### What you are asked to do
Exactly one number should make up the answer: how many lines of the listing contain the string "than".

### Records for the exercise
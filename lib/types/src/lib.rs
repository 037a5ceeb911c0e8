//! Shared data types for the stackcrawl engine.
//!
//! This crate holds everything a code producer (the JIT) and the runtime
//! engine must agree on: the register context layout, code and method
//! handles, the per-method unwind and GC liveness metadata together with
//! its compact binary encoding, OSR patchpoint descriptors, and the error
//! enums surfaced by the engine.

#![deny(missing_docs, unused_extern_crates)]
#![warn(unused_import_braces)]
#![cfg_attr(feature = "cargo-clippy", allow(clippy::new_without_default))]
#![cfg_attr(
    feature = "cargo-clippy",
    warn(
        clippy::mut_mut,
        clippy::nonminimal_bool,
        clippy::map_unwrap_or,
        clippy::print_stdout,
        clippy::use_self
    )
)]

mod code;
mod codec;
mod context;
pub mod error;
mod gcinfo;
mod patchpoint;
mod unwind;

pub use crate::code::{CodeRange, FuncletKind, MethodFlags, MethodHandle, StackFrame};
pub use crate::codec::{METHOD_INFO_VERSION, MethodInfo};
pub use crate::context::{CALLEE_SAVED, GPR, RegisterContext, RegisterSet};
pub use crate::error::{DecodeError, OsrError, UnwindError, WalkError};
pub use crate::gcinfo::{GcInfo, GcSlot, GcSlotFlags, SlotLocation};
pub use crate::patchpoint::{PatchpointDescriptor, PatchpointTable};
pub use crate::unwind::{SavedRegister, UnwindInfo, WORD_SIZE};

/// Version number of this crate.
pub const VERSION: &str = env!("CARGO_PKG_VERSION");
//! IR auditor
//!
//! Checks structural invariants after optimization and reports what it
//! finds through the log. Never modifies the module.

use super::dominance::DominatorTree;
use super::OptPass;
use crate::compiler::ir::{BasicBlockId, IrFunction, IrInstr, IrModule, RegisterId};
use rustc_hash::FxHashMap;

pub struct Auditor;

impl OptPass for Auditor {
    fn name(&self) -> &str {
        "Auditor"
    }

    fn run(&self, module: &mut IrModule) -> bool {
        let problems = audit_module(module);
        for problem in &problems {
            log::warn!("audit: {}", problem);
        }
        false
    }
}

/// Every invariant violation in the module, one message each
pub fn audit_module(module: &IrModule) -> Vec<String> {
    let mut problems = Vec::new();
    if let Err(errors) = module.validate() {
        problems.extend(errors);
    }
    for func in module.functions() {
        if func.is_empty() {
            continue;
        }
        audit_function(func, &mut problems);
        for instr in func.instructions() {
            if let IrInstr::Call {
                target: Some(target), ..
            } = instr
            {
                if module.get_function(*target).is_none() {
                    problems.push(format!("{}: call names unknown function {}", func.name, target));
                }
            }
        }
    }
    problems
}

fn audit_function(func: &IrFunction, problems: &mut Vec<String>) {
    // Definition site of each register: block and position
    let mut defs: FxHashMap<RegisterId, (BasicBlockId, usize)> = FxHashMap::default();
    for block in func.blocks() {
        for (idx, instr) in block.instructions.iter().enumerate() {
            let Some(dest) = instr.dest() else {
                continue;
            };
            if defs.insert(dest.id, (block.id, idx)).is_some() {
                problems.push(format!("{}: register {} is defined more than once", func.name, dest));
            }
        }
    }

    let tree = DominatorTree::compute(func);
    let available = |reg: RegisterId, block: BasicBlockId, idx: usize| match defs.get(&reg) {
        None => false,
        Some(&(def_block, def_idx)) if def_block == block => def_idx < idx,
        Some(&(def_block, _)) => tree.dominates(def_block, block),
    };

    for block in func.blocks() {
        if !tree.is_reachable(block.id) {
            continue;
        }
        let first_real = block.instructions.iter().position(|i| !i.is_phi());
        for (idx, instr) in block.instructions.iter().enumerate() {
            match instr {
                IrInstr::Phi { dest, sources } => {
                    for (pred, value) in sources {
                        if tree.is_reachable(*pred) && !available(value.id, *pred, usize::MAX) {
                            problems.push(format!(
                                "{}: phi {} reads {} which is not available from {}",
                                func.name, dest, value, pred
                            ));
                        }
                    }
                }
                IrInstr::Catch { .. } if Some(idx) != first_real => {
                    problems.push(format!("{}: Catch is not first in {}", func.name, block.id));
                }
                other => other.visit_operands(|r| {
                    if !available(r.id, block.id, idx) {
                        problems.push(format!("{}: {} is used in {} before it is defined", func.name, r, block.id));
                    }
                }),
            }
        }
        if let Some(reg) = block.terminator.operand() {
            if !available(reg.id, block.id, usize::MAX) {
                problems.push(format!(
                    "{}: terminator of {} reads undefined {}",
                    func.name, block.id, reg
                ));
            }
        }
    }
}

#[cfg(test)]
mod tests {
    use super::super::testing::{lower, run};
    use super::*;
    use crate::ast::{AstBuilder, BinaryOperator};
    use crate::compiler::ir::{BasicBlock, IrType, Terminator};

    #[test]
    fn test_lowered_program_is_clean() {
        let b = AstBuilder::new();
        let f = b.function(
            Some("f"),
            &["a"],
            vec![
                b.let_decl("x", Some(b.binary(BinaryOperator::Add, b.ident("a"), b.num(1.0)))),
                b.if_(b.ident("a"), b.ret(Some(b.ident("x"))), None),
                b.ret(Some(b.num(0.0))),
            ],
        );
        let mut module = lower(&b.program(vec![b.expr_stmt(b.function_expr(f))]));
        assert!(audit_module(&module).is_empty());
        run(&mut module, &["Mem2Reg", "InstSimplify", "SimplifyCFG", "DCE"]);
        assert!(audit_module(&module).is_empty(), "{:?}", audit_module(&module));
    }

    #[test]
    fn test_reports_use_before_definition() {
        let mut module = IrModule::new("m");
        let mut func = IrFunction::new("broken", 0);
        let ghost = func.alloc_register(IrType::ANY);
        let mut block = BasicBlock::new(func.alloc_block_id());
        block.set_terminator(Terminator::Return(ghost));
        func.add_block(block);
        module.add_function(func);

        let problems = audit_module(&module);
        assert_eq!(problems.len(), 1);
        assert!(problems[0].contains("broken"));
        // The pass only reports
        assert!(!Auditor.run(&mut module));
    }

    #[test]
    fn test_reports_double_definition() {
        let mut module = IrModule::new("m");
        let mut func = IrFunction::new("twice", 1);
        let reg = func.alloc_register(IrType::ANY);
        let mut block = BasicBlock::new(func.alloc_block_id());
        block.add_instr(IrInstr::LoadParam { dest: reg, index: 1 });
        block.add_instr(IrInstr::LoadParam { dest: reg, index: 0 });
        block.set_terminator(Terminator::Return(reg));
        func.add_block(block);
        module.add_function(func);

        assert!(audit_module(&module)
            .iter()
            .any(|p| p.contains("defined more than once")));
    }
}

### Completed exercise
2